FT + Popular131 comments • 12,114 views

#731, 9th December 1995

Earth Song “The environment” is something of a pop graveyard, and no surprise. Beyond specific conservation efforts, the problems we’ve created seem simply too vast for us to cope with as a species. No wonder our pop singers have mostly failed to rise to their own challenge and write great songs about it. “When I think about the hole in the sky,” a Lennon simpered, “Salt water wells in my eyes”. And that was about the level of it.

“Earth Song” isn’t strictly about green politics – whales and elephants get a cameo, but it’s more of a general ‘why oh why’ address-stroke-sermon-stroke-meltdown on the general rottenness of mankind. But actually, if you were to write a song which really captured the impotent 3AM anguish of the environmentalist, their horror at human civilisation’s slow, placid self-immolation, it might sound a bit like this.

“Earth Song” is not generally taken seriously in Britain, even though it’s Jackson’s biggest-selling single here. Perhaps its fate was sealed the moment Jarvis Cocker jumped onstage at the BRIT Awards and wagged an accusing arse in Jackson’s direction. An attempt to puncture the messianic pomposity of Jacko’s kid-festooned “Earth Song” performance, he said. And, he didn’t need to add, its tactless creepiness. The specific kids became a bargaining chip in the PR to-and-fro that followed (though imagine the playground kudos!) but Cocker had a point, about the song as well as its staging. If any rock performance gets to be slammed as messianic, it’s one where the singer is explicitly addressing his song to God, then spends the video in cruciform pose, lashed by Biblical storm and fury.
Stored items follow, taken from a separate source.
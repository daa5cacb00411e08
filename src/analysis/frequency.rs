//! Magnitude-weighted average frequency

use super::fft::{FFT_SIZE, HOP_SIZE, Stft, bin_frequencies};

/// Result of the weighted frequency pass
#[derive(Debug, Clone, Copy, PartialEq)]
pub(crate) struct WeightedFrequency {
    /// Mean of the per-frame weighted frequencies (Hz), 0.0 if no frame had energy
    pub(crate) mean_hz: f64,
    pub(crate) frames_used: usize,
    pub(crate) frames_total: usize,
}

/// Convert a decibel offset to a linear amplitude ratio
pub(crate) fn db_to_amplitude_ratio(db: f64) -> f64 {
    10f64.powf(db / 20.0)
}

/// Compute the average over all STFT frames of `Σ f·a / Σ a`.
///
/// Frames whose magnitudes sum to zero are skipped. With `floor_db`, bins
/// more than that many dB below the loudest bin of the whole signal count as
/// zero, which requires an extra pass to find the peak.
pub(crate) fn weighted_average_frequency(
    samples: &[f32],
    sample_rate: u32,
    floor_db: Option<f64>,
) -> WeightedFrequency {
    let frequencies = bin_frequencies(sample_rate, FFT_SIZE);
    let mut stft = Stft::new(FFT_SIZE, HOP_SIZE);

    let threshold = match floor_db {
        Some(db) => {
            let mut peak = 0.0f64;
            stft.for_each_frame(samples, |_, mags| {
                peak = mags.iter().copied().fold(peak, f64::max);
            });
            peak * db_to_amplitude_ratio(-db.abs())
        }
        None => 0.0,
    };

    let mut sum_hz = 0.0f64;
    let mut frames_used = 0usize;
    let mut frames_total = 0usize;

    stft.for_each_frame(samples, |_, mags| {
        frames_total += 1;

        let (weighted, total) = frequencies
            .iter()
            .zip(mags)
            .filter(|&(_, &a)| a >= threshold)
            .fold((0.0f64, 0.0f64), |(w, t), (&f, &a)| (w + f * a, t + a));

        if total > 0.0 {
            sum_hz += weighted / total;
            frames_used += 1;
        }
    });

    let mean_hz = if frames_used > 0 {
        sum_hz / frames_used as f64
    } else {
        0.0
    };

    WeightedFrequency {
        mean_hz,
        frames_used,
        frames_total,
    }
}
Except, this being Jackson, the agony isn’t so much presumptuous as personal: he’s not taking on the sins of the world in the extraordinary call-and-response coda, just mainlining them, free-associating them, howling them out from a place beyond sense. “What about yesterday/What about the seas/The heavens are falling down/I can’t even breathe” – apocalypse as panic attack, the end of the world staged in Jackson’s burning head. “What about the man/What about the crying man?/What about Abraham?”

Between each of these growled and screamed questions a massed choir sings “What about us? What about us?” – except sometimes when they snap back “What about it?” at Jackson, a disorienting “so what?” that makes the singer seem even more alone. If you could seem alone in the widescreen pomp-rock tumult of “Earth Song”‘s closing minutes, that is. The choir makes the coda – turning Jackson’s sermonising into full-blooded hellfire preaching – and the coda makes the song. It’s the most committed, vein-popping performance we’ve seen on Popular for years, and even in despair the most swagger Jackson’s shown us for a long time too.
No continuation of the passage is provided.